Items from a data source
⁂
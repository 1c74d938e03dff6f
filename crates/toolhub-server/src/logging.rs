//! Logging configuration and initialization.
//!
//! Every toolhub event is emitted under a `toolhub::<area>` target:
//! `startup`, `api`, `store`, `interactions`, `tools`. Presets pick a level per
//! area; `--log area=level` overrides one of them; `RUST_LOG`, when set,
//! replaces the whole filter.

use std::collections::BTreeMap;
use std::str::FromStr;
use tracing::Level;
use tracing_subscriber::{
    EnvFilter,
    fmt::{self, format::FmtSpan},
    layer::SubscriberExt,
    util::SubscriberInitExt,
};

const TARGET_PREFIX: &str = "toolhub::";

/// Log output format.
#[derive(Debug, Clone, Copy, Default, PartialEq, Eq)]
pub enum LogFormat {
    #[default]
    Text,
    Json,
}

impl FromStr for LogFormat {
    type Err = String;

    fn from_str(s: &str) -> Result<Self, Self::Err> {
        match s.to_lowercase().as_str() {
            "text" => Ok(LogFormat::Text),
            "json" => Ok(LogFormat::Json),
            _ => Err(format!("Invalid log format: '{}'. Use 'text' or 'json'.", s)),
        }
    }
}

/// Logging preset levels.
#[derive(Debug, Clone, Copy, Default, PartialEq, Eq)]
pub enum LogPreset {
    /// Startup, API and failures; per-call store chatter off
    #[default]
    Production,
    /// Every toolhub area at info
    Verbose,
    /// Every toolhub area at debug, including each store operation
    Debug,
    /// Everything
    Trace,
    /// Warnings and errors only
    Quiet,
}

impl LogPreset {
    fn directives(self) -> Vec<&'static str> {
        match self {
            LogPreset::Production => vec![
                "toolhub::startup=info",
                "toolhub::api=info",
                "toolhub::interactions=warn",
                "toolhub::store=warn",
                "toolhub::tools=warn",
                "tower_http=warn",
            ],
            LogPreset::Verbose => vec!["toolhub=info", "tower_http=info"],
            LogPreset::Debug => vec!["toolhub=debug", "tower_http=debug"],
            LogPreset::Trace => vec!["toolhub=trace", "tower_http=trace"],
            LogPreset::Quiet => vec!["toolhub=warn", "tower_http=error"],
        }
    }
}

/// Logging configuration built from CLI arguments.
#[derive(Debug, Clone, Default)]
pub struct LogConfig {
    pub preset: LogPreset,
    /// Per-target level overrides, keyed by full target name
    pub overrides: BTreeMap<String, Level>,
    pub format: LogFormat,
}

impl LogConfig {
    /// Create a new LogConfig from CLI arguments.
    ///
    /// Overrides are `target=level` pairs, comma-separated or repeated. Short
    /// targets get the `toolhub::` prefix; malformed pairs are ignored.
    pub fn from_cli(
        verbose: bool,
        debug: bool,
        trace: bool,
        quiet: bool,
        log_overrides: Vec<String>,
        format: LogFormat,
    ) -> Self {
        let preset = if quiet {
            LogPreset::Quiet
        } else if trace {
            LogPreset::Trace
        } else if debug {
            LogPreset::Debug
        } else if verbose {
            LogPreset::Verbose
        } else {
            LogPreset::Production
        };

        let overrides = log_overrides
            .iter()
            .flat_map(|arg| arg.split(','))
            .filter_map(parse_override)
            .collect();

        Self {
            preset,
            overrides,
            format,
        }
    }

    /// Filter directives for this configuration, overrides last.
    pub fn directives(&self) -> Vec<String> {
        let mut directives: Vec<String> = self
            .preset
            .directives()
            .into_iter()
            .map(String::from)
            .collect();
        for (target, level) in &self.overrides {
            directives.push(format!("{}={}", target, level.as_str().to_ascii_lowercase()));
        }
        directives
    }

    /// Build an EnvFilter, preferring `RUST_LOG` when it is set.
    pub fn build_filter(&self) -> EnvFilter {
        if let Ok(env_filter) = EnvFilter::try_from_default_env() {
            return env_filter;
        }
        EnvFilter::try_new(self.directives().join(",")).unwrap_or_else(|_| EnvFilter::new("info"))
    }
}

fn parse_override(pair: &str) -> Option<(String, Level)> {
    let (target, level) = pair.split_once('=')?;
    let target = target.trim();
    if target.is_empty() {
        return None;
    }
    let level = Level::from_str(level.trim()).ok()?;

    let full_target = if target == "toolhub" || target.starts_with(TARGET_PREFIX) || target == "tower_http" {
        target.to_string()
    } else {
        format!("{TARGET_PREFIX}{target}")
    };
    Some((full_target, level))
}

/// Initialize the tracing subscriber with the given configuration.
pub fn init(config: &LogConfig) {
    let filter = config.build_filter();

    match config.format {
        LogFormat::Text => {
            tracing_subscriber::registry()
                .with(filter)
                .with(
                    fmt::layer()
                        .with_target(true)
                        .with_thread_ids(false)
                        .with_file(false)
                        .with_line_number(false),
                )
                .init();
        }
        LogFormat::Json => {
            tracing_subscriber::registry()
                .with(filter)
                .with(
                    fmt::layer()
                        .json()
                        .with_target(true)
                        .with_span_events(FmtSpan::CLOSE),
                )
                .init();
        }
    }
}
⁂
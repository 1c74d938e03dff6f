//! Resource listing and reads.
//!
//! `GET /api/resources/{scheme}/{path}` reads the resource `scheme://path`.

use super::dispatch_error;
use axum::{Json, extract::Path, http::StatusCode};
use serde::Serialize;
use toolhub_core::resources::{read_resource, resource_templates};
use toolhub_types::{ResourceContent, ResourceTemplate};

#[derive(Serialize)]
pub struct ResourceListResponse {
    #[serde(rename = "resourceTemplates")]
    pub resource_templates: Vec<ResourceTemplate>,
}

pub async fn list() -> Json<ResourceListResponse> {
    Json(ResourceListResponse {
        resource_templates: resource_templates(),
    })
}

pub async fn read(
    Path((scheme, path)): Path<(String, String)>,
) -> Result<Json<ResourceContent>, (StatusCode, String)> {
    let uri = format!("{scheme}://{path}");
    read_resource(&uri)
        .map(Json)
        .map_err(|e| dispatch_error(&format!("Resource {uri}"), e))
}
⁂
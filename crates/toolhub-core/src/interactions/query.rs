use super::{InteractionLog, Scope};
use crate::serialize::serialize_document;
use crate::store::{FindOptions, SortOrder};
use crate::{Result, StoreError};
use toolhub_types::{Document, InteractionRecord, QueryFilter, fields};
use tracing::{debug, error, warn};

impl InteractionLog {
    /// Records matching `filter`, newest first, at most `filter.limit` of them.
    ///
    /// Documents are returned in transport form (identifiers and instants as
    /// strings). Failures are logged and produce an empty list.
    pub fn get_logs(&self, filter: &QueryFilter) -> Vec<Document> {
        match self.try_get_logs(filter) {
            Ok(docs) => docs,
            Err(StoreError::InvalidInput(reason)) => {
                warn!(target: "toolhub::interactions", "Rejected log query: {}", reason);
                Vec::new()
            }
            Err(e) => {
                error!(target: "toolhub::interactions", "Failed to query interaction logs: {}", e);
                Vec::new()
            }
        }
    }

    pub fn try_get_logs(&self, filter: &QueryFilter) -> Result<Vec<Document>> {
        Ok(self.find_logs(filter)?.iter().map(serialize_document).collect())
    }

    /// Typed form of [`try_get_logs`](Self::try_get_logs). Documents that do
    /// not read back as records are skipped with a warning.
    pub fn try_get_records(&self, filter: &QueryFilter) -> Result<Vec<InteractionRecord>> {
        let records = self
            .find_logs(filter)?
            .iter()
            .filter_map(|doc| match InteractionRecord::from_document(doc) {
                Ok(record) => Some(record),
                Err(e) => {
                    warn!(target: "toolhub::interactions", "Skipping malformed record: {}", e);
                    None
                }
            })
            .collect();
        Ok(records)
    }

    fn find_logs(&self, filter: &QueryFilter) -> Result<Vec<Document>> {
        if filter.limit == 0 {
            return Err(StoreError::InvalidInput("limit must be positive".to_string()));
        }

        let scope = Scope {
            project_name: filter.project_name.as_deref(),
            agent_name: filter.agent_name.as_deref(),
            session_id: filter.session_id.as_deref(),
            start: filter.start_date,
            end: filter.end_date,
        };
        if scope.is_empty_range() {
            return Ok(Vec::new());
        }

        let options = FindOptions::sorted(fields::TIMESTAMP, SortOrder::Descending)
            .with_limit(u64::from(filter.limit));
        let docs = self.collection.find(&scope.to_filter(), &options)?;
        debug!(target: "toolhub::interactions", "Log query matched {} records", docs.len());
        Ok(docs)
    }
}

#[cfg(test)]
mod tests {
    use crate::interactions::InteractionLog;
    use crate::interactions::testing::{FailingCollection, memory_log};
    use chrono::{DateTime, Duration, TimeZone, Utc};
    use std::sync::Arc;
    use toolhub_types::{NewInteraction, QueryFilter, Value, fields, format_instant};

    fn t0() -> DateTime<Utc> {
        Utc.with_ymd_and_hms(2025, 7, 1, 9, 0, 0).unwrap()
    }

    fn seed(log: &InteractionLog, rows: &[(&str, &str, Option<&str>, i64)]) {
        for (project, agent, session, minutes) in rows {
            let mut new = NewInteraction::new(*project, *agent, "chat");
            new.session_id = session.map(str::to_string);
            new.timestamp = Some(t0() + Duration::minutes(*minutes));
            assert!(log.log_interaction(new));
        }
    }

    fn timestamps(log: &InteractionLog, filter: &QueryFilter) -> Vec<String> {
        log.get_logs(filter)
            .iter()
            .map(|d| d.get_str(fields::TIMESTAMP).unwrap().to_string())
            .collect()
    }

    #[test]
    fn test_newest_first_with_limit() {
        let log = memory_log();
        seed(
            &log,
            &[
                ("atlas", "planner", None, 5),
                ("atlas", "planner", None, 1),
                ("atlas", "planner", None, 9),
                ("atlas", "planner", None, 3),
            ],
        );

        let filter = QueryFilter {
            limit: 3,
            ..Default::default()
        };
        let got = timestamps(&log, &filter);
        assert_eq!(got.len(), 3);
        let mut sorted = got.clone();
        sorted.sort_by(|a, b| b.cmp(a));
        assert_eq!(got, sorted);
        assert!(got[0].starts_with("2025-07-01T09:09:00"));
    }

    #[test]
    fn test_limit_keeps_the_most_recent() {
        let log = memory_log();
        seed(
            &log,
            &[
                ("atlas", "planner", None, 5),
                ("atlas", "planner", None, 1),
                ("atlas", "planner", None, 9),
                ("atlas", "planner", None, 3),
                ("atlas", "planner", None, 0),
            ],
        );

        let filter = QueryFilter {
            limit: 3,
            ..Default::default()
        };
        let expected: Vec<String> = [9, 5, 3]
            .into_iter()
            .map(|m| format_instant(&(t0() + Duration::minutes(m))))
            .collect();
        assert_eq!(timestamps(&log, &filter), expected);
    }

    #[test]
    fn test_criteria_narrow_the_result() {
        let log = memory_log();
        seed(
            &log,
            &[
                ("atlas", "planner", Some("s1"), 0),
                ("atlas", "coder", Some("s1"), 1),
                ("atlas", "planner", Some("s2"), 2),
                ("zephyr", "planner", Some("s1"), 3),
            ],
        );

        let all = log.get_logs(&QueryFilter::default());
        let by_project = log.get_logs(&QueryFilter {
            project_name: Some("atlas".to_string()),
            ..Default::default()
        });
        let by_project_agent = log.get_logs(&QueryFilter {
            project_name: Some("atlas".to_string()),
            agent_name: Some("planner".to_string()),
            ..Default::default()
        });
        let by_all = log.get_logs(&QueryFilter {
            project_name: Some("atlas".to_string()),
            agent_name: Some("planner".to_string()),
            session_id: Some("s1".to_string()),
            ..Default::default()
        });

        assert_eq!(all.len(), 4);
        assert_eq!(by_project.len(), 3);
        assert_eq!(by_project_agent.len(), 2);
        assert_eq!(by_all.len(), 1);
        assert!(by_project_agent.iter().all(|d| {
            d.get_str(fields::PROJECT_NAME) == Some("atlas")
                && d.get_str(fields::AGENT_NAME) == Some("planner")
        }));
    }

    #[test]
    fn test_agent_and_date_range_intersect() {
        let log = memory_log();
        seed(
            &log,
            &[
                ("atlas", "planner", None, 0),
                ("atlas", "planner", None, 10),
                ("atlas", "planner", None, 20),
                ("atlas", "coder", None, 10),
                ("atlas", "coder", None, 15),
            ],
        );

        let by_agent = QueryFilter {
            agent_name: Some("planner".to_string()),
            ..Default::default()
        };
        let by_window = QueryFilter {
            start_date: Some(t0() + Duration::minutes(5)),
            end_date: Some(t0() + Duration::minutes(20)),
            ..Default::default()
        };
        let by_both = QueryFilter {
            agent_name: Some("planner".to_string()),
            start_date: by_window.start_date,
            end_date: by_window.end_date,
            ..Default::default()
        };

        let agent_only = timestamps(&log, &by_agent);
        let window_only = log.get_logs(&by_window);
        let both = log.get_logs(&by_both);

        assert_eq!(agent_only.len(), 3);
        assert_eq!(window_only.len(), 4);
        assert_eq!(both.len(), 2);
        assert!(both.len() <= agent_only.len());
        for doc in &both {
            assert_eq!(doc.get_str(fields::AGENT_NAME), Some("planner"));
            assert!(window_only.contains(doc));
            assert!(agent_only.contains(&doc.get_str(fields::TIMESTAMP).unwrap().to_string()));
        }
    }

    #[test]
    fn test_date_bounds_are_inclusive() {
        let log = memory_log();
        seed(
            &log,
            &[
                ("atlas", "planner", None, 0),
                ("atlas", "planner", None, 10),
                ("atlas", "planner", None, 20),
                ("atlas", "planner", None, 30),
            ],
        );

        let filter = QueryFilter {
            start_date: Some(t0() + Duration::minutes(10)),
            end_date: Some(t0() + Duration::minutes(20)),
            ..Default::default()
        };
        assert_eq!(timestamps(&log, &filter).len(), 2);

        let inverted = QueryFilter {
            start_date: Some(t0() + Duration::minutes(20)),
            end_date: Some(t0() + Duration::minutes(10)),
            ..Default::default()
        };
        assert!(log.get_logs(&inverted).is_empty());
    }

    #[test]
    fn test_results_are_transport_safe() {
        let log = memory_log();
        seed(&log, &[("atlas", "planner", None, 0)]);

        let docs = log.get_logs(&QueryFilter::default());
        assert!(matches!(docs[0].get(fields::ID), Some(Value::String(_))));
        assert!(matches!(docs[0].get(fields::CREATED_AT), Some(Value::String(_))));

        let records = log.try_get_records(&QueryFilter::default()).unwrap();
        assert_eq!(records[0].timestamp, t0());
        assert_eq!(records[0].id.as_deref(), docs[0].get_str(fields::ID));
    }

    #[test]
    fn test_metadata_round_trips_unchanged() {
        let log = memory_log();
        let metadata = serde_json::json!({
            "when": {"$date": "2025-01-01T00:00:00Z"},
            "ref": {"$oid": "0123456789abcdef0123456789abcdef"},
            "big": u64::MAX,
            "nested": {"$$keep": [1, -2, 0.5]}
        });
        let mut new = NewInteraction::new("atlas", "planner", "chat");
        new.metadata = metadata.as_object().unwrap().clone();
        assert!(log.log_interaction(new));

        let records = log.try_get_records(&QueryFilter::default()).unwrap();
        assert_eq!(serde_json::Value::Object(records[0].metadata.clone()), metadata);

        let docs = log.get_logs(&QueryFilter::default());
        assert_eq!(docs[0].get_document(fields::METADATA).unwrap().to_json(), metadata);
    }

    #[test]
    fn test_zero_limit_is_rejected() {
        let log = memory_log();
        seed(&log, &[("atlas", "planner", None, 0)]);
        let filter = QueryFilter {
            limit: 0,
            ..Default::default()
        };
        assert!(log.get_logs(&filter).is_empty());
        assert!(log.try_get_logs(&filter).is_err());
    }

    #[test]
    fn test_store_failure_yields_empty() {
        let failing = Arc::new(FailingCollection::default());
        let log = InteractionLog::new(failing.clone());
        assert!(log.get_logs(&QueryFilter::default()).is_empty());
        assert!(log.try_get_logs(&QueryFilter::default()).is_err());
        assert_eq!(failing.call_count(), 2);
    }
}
⁂
Brief
Of the lines above, output exactly those from the line bearing "for (target, level)" through the line bearing "let level = Level::from_str(level.trim()).ok()?;", inclusive.

Response below
        for (target, level) in &self.overrides {
            directives.push(format!("{}={}", target, level.as_str().to_ascii_lowercase()));
        }
        directives
    }

    /// Build an EnvFilter, preferring `RUST_LOG` when it is set.
    pub fn build_filter(&self) -> EnvFilter {
        if let Ok(env_filter) = EnvFilter::try_from_default_env() {
            return env_filter;
        }
        EnvFilter::try_new(self.directives().join(",")).unwrap_or_else(|_| EnvFilter::new("info"))
    }
}

fn parse_override(pair: &str) -> Option<(String, Level)> {
    let (target, level) = pair.split_once('=')?;
    let target = target.trim();
    if target.is_empty() {
        return None;
    }
    let level = Level::from_str(level.trim()).ok()?;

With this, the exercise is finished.